Records from a dataset:

---+---

//! S2: a `restat` rule whose output doesn't actually change mtime should
//! cancel a wanted downstream edge before it's ever dispatched.

use crate::{edge_for, edge_id_for, parse};
use ninjacore::builder::{BuildConfig, Builder};
use ninjacore::buildlog::{BuildLog, LogEntry};
use ninjacore::depslog::DepsLog;
use ninjacore::disk::fake::FakeDisk;
use ninjacore::hash::hash_command;
use ninjacore::subprocess::{FakeRunner, Termination};
use std::collections::HashMap;

const MANIFEST: &str = "rule r\n  command = true\n  restat = 1\nrule cc\n  command = true\nbuild h.h: r h.in\nbuild out: cc h.h\n";

#[test]
fn restat_cancels_downstream() {
    let disk = FakeDisk::new();
    disk.touch("h.in");
    disk.touch("h.h");
    disk.touch("out");

    let mut state = parse(&disk, MANIFEST);
    let out_edge = edge_id_for(&state, "out");
    let command_hash = hash_command(&state.command_for(out_edge));

    let mut entries = HashMap::new();
    entries.insert(
        "out".to_owned(),
        LogEntry {
            command_hash,
            start_ms: 0,
            end_ms: 1,
            mtime: disk.stat("out").unwrap().as_stamp(),
        },
    );
    let build_log = BuildLog::from_map(entries);

    // Now invalidate h.h relative to h.in and build `out`.
    disk.touch("h.in");
    let target = crate::node(&state, "out");

    let mut builder = Builder::new(&disk, build_log, None, DepsLog::default(), None, BuildConfig::default());
    let mut runner = FakeRunner::new(2);
    builder.add_target(&mut state, target, &mut runner).unwrap();
    assert_eq!(builder.wanted_edges(), 2);

    // `r` runs but h.h's mtime doesn't advance past h.in's (no disk.touch
    // here): restat should cancel `cc` before it's ever dispatched.
    runner.complete(edge_for(&state, "h.h"), Termination::Success);
    let stats = builder.build(&mut state, &mut runner).unwrap();

    assert_eq!(stats.commands_run, 1);
    assert_eq!(stats.failures, 0);
    assert!(state.edges.get(out_edge).outputs_ready);
}
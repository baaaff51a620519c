//! The build graph (§3 Data Model): `Node`s (files), `Edge`s (build actions),
//! `Pool`s (concurrency limits), and `State`, the arena + interning table
//! that owns them all. Mirrors the teacher's dense-arena approach to
//! `Node`/`Edge` identity (see `densemap`) rather than a pointer graph.

use crate::canon::SlashBits;
use crate::densemap::{DenseMap, Index};
use crate::eval::{BindingEnv, Env, EnvChain, EvalString, OwnScope, ParentScope, Rule};
use rustc_hash::FxHashMap;
use std::borrow::Cow;
use std::rc::Rc;

#[derive(Debug, Clone, Copy, PartialEq, Eq, Hash)]
pub struct NodeId(pub u32);
impl Index for NodeId {
    fn index(&self) -> usize {
        self.0 as usize
    }
    fn from_index(i: usize) -> Self {
        NodeId(i as u32)
    }
}

#[derive(Debug, Clone, Copy, PartialEq, Eq, Hash)]
pub struct EdgeId(pub u32);
impl Index for EdgeId {
    fn index(&self) -> usize {
        self.0 as usize
    }
    fn from_index(i: usize) -> Self {
        EdgeId(i as u32)
    }
}

/// A file's mtime, or the fact that it hasn't been stat'd yet / doesn't exist.
#[derive(Debug, Clone, Copy, PartialEq, Eq, PartialOrd, Ord)]
pub enum Mtime {
    Unknown,
    Missing,
    Stamp(i64),
}

impl Mtime {
    pub fn as_stamp(&self) -> i64 {
        match self {
            Mtime::Stamp(t) => *t,
            _ => 0,
        }
    }
}

pub struct Node {
    pub path: String,
    pub slash_bits: SlashBits,
    pub mtime: Mtime,
    pub exists: bool,
    pub dirty: bool,
    pub dyndep_pending: bool,
    pub in_edge: Option<EdgeId>,
    pub out_edges: Vec<EdgeId>,
    pub validation_out_edges: Vec<EdgeId>,
    /// Assigned lazily the first time DepsLog needs to refer to this node.
    pub deps_log_id: Option<u32>,
}

impl Node {
    fn new(path: String, slash_bits: SlashBits) -> Self {
        Node {
            path,
            slash_bits,
            mtime: Mtime::Unknown,
            exists: false,
            dirty: false,
            dyndep_pending: false,
            in_edge: None,
            out_edges: Vec::new(),
            validation_out_edges: Vec::new(),
            deps_log_id: None,
        }
    }

    /// The path as it should be passed to commands: canonical form with
    /// separators restored to how the manifest originally spelled them.
    pub fn original_path(&self) -> String {
        self.slash_bits.apply(&self.path)
    }
}

#[derive(Debug, Clone, Copy, PartialEq, Eq)]
pub enum VisitState {
    NotVisited,
    InProgress,
    Visited,
}

#[derive(Debug, Clone, Copy, PartialEq, Eq)]
pub enum Want {
    None,
    ToStart,
    ToFinish,
}

pub struct Edge {
    pub rule: Rc<Rule>,
    pub pool: Rc<Pool>,
    pub env: Rc<BindingEnv>,
    /// inputs[..explicit_deps] are explicit, [explicit_deps..explicit_deps+implicit_deps]
    /// are implicit, and the remainder are order-only.
    pub inputs: Vec<NodeId>,
    pub explicit_deps: usize,
    pub implicit_deps: usize,
    pub order_only_deps: usize,
    /// outputs[..explicit_outs] are explicit, the remainder implicit.
    pub outputs: Vec<NodeId>,
    pub implicit_outs: usize,
    pub validations: Vec<NodeId>,
    pub dyndep: Option<NodeId>,
    /// Whether a successful run should only count as having changed an
    /// output if its mtime actually advanced (§4.L restat). Starts from the
    /// rule/edge `restat` binding but a dyndep file (§4.K) may flip it on.
    pub restat: bool,

    pub visit: VisitState,
    pub outputs_ready: bool,
    pub deps_loaded: bool,
    pub deps_missing: bool,
    pub want: Want,
}

impl Edge {
    pub fn explicit_inputs(&self) -> &[NodeId] {
        &self.inputs[..self.explicit_deps]
    }
    pub fn implicit_inputs(&self) -> &[NodeId] {
        &self.inputs[self.explicit_deps..self.explicit_deps + self.implicit_deps]
    }
    pub fn order_only_inputs(&self) -> &[NodeId] {
        &self.inputs[self.explicit_deps + self.implicit_deps..]
    }
    pub fn explicit_outputs(&self) -> &[NodeId] {
        &self.outputs[..self.outputs.len() - self.implicit_outs]
    }
    pub fn implicit_outputs(&self) -> &[NodeId] {
        &self.outputs[self.outputs.len() - self.implicit_outs..]
    }

    pub fn is_phony(&self) -> bool {
        self.rule.name == "phony"
    }
}

pub const DEFAULT_POOL_DEPTH_UNLIMITED: usize = 0;
pub const CONSOLE_POOL_NAME: &str = "console";

pub struct Pool {
    pub name: String,
    pub depth: usize,
}

impl Pool {
    pub fn is_unlimited(&self) -> bool {
        self.depth == 0
    }
}

/// Owns every Node/Edge/Pool/Rule created while parsing one manifest (and
/// any of its includes/subninjas); the single source of truth the rest of
/// the engine (scan, plan, builder) operates on.
pub struct State {
    pub nodes: DenseMap<NodeId, Node>,
    pub paths: FxHashMap<String, NodeId>,
    pub edges: DenseMap<EdgeId, Edge>,
    pub pools: FxHashMap<String, Rc<Pool>>,
    pub default_targets: Vec<NodeId>,
    pub root_env: Rc<BindingEnv>,
}

impl State {
    pub fn new() -> Self {
        let mut pools = FxHashMap::default();
        pools.insert(
            String::new(),
            Rc::new(Pool {
                name: String::new(),
                depth: 0,
            }),
        );
        pools.insert(
            CONSOLE_POOL_NAME.to_owned(),
            Rc::new(Pool {
                name: CONSOLE_POOL_NAME.to_owned(),
                depth: 1,
            }),
        );
        State {
            nodes: DenseMap::new(),
            paths: FxHashMap::default(),
            edges: DenseMap::new(),
            pools,
            default_targets: Vec::new(),
            root_env: Rc::new(BindingEnv::new(None)),
        }
    }

    /// Look up the interned node for `canonical_path`, creating it if this
    /// is the first time it's been referenced.
    pub fn get_node(&mut self, canonical_path: &str, slash_bits: SlashBits) -> NodeId {
        if let Some(&id) = self.paths.get(canonical_path) {
            return id;
        }
        let id = self.nodes.push(Node::new(canonical_path.to_owned(), slash_bits));
        self.paths.insert(canonical_path.to_owned(), id);
        id
    }

    pub fn lookup_node(&self, canonical_path: &str) -> Option<NodeId> {
        self.paths.get(canonical_path).copied()
    }

    pub fn add_out(&mut self, node: NodeId, edge: EdgeId) {
        self.nodes.get_mut(node).out_edges.push(edge);
    }

    pub fn add_validation_out(&mut self, node: NodeId, edge: EdgeId) {
        self.nodes.get_mut(node).validation_out_edges.push(edge);
    }

    pub fn add_pool(&mut self, pool: Pool) {
        self.pools.insert(pool.name.clone(), Rc::new(pool));
    }

    pub fn lookup_pool(&self, name: &str) -> Option<Rc<Pool>> {
        self.pools.get(name).cloned()
    }

    /// Render `edge`'s rule binding `name`, evaluated with `$in`/`$out`/
    /// `$in_newline` bound to this edge's actual paths, and with the edge's
    /// own build-level bindings taking precedence over the rule's bindings,
    /// which in turn take precedence over the enclosing scope.
    pub fn edge_variables(&self, edge_id: EdgeId, name: &str) -> String {
        let edge = self.edges.get(edge_id);
        match name {
            "in" => self.path_list(edge.explicit_inputs(), ' '),
            "in_newline" => self.path_list(edge.explicit_inputs(), '\n'),
            "out" => self.path_list(edge.explicit_outputs(), ' '),
            _ => {
                let own = OwnScope(&edge.env);
                let rule = RuleForEdge { state: self, edge_id, rule: &edge.rule };
                let parent = ParentScope(&edge.env);
                let chain = EnvChain(vec![&own as &dyn Env, &rule as &dyn Env, &parent as &dyn Env]);
                chain.get_var(name).map(|c| c.into_owned()).unwrap_or_default()
            }
        }
    }

    fn evaluate_for_edge(&self, template: &EvalString<String>, edge_id: EdgeId) -> String {
        use crate::eval::EvalPart;
        let mut out = String::new();
        for part in template.parts() {
            match part {
                EvalPart::Literal(s) => out.push_str(s),
                EvalPart::VarRef(name) => out.push_str(&self.edge_variables(edge_id, name)),
            }
        }
        out
    }

    fn path_list(&self, ids: &[NodeId], sep: char) -> String {
        let mut out = String::new();
        for (i, &id) in ids.iter().enumerate() {
            if i > 0 {
                out.push(sep);
            }
            out.push_str(&self.nodes.get(id).original_path());
        }
        out
    }

    pub fn command_for(&self, edge_id: EdgeId) -> String {
        self.edge_variables(edge_id, "command")
    }
}

/// `Rule::get_var` alone evaluates a rule binding's own `$in`/`$out`/other
/// var refs with no outer context; this wrapper reroutes that evaluation
/// back through `evaluate_for_edge` so a rule binding that references `$in`,
/// `$out`, or another name resolves with the same edge-aware precedence as
/// everything else.
struct RuleForEdge<'a> {
    state: &'a State,
    edge_id: EdgeId,
    rule: &'a Rule,
}

impl<'a> Env for RuleForEdge<'a> {
    fn get_var(&self, name: &str) -> Option<Cow<str>> {
        self.rule
            .binding(name)
            .map(|v| Cow::Owned(self.state.evaluate_for_edge(v, self.edge_id)))
    }
}

impl Default for State {
    fn default() -> Self {
        Self::new()
    }
}

#[cfg(test)]
mod tests {
    use super::*;
    use crate::canon::canon_path;

    fn intern(state: &mut State, path: &str) -> NodeId {
        let (c, bits) = canon_path(path).unwrap();
        state.get_node(&c, bits)
    }

    #[test]
    fn interning_is_stable() {
        let mut state = State::new();
        let a = intern(&mut state, "foo/bar");
        let b = intern(&mut state, "foo/bar");
        assert_eq!(a, b);
        assert_eq!(state.nodes.len(), 1);
    }

    #[test]
    fn console_pool_has_depth_one() {
        let state = State::new();
        let console = state.lookup_pool("console").unwrap();
        assert_eq!(console.depth, 1);
    }

    #[test]
    fn edge_variables_substitute_in_and_out() {
        let mut state = State::new();
        let input = intern(&mut state, "in.c");
        let output = intern(&mut state, "out.o");
        let mut rule = Rule::new("cc".to_owned());
        rule.bindings.insert(
            "command".to_owned(),
            EvalString::new(vec![
                crate::eval::EvalPart::Literal("cc -c ".to_owned()),
                crate::eval::EvalPart::VarRef("in".to_owned()),
                crate::eval::EvalPart::Literal(" -o ".to_owned()),
                crate::eval::EvalPart::VarRef("out".to_owned()),
            ]),
        );
        let edge = Edge {
            rule: Rc::new(rule),
            pool: state.lookup_pool("").unwrap(),
            env: state.root_env.clone(),
            inputs: vec![input],
            explicit_deps: 1,
            implicit_deps: 0,
            order_only_deps: 0,
            outputs: vec![output],
            implicit_outs: 0,
            validations: Vec::new(),
            dyndep: None,
            restat: false,
            visit: VisitState::NotVisited,
            outputs_ready: false,
            deps_loaded: false,
            deps_missing: false,
            want: Want::None,
        };
        let edge_id = state.edges.push(edge);
        assert_eq!(state.command_for(edge_id), "cc -c in.c -o out.o");
    }

    #[test]
    fn edge_own_binding_shadows_rule_binding() {
        let mut state = State::new();
        let input = intern(&mut state, "in.c");
        let output = intern(&mut state, "out.o");

        let mut rule = Rule::new("cc".to_owned());
        rule.bindings.insert(
            "command".to_owned(),
            EvalString::new(vec![
                crate::eval::EvalPart::Literal("cc ".to_owned()),
                crate::eval::EvalPart::VarRef("cflags".to_owned()),
                crate::eval::EvalPart::Literal(" ".to_owned()),
                crate::eval::EvalPart::VarRef("in".to_owned()),
            ]),
        );
        rule.bindings.insert(
            "cflags".to_owned(),
            EvalString::new(vec![crate::eval::EvalPart::Literal("-O2".to_owned())]),
        );

        let edge_env = Rc::new(BindingEnv::new(Some(state.root_env.clone())));
        edge_env.add_binding(
            "cflags".to_owned(),
            EvalString::new(vec![crate::eval::EvalPart::Literal("-O0".to_owned())]),
        );

        let edge = Edge {
            rule: Rc::new(rule),
            pool: state.lookup_pool("").unwrap(),
            env: edge_env,
            inputs: vec![input],
            explicit_deps: 1,
            implicit_deps: 0,
            order_only_deps: 0,
            outputs: vec![output],
            implicit_outs: 0,
            validations: Vec::new(),
            dyndep: None,
            restat: false,
            visit: VisitState::NotVisited,
            outputs_ready: false,
            deps_loaded: false,
            deps_missing: false,
            want: Want::None,
        };
        let edge_id = state.edges.push(edge);
        assert_eq!(state.command_for(edge_id), "cc -O0 in.c");
    }
}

---+---

* EXERCISE PROMPT
Begin at the first line of the records above and quote every line verbatim through the one that contains "use std::collections::HashMap;".

* SOLUTION
//! S2: a `restat` rule whose output doesn't actually change mtime should
//! cancel a wanted downstream edge before it's ever dispatched.

use crate::{edge_for, edge_id_for, parse};
use ninjacore::builder::{BuildConfig, Builder};
use ninjacore::buildlog::{BuildLog, LogEntry};
use ninjacore::depslog::DepsLog;
use ninjacore::disk::fake::FakeDisk;
use ninjacore::hash::hash_command;
use ninjacore::subprocess::{FakeRunner, Termination};
use std::collections::HashMap;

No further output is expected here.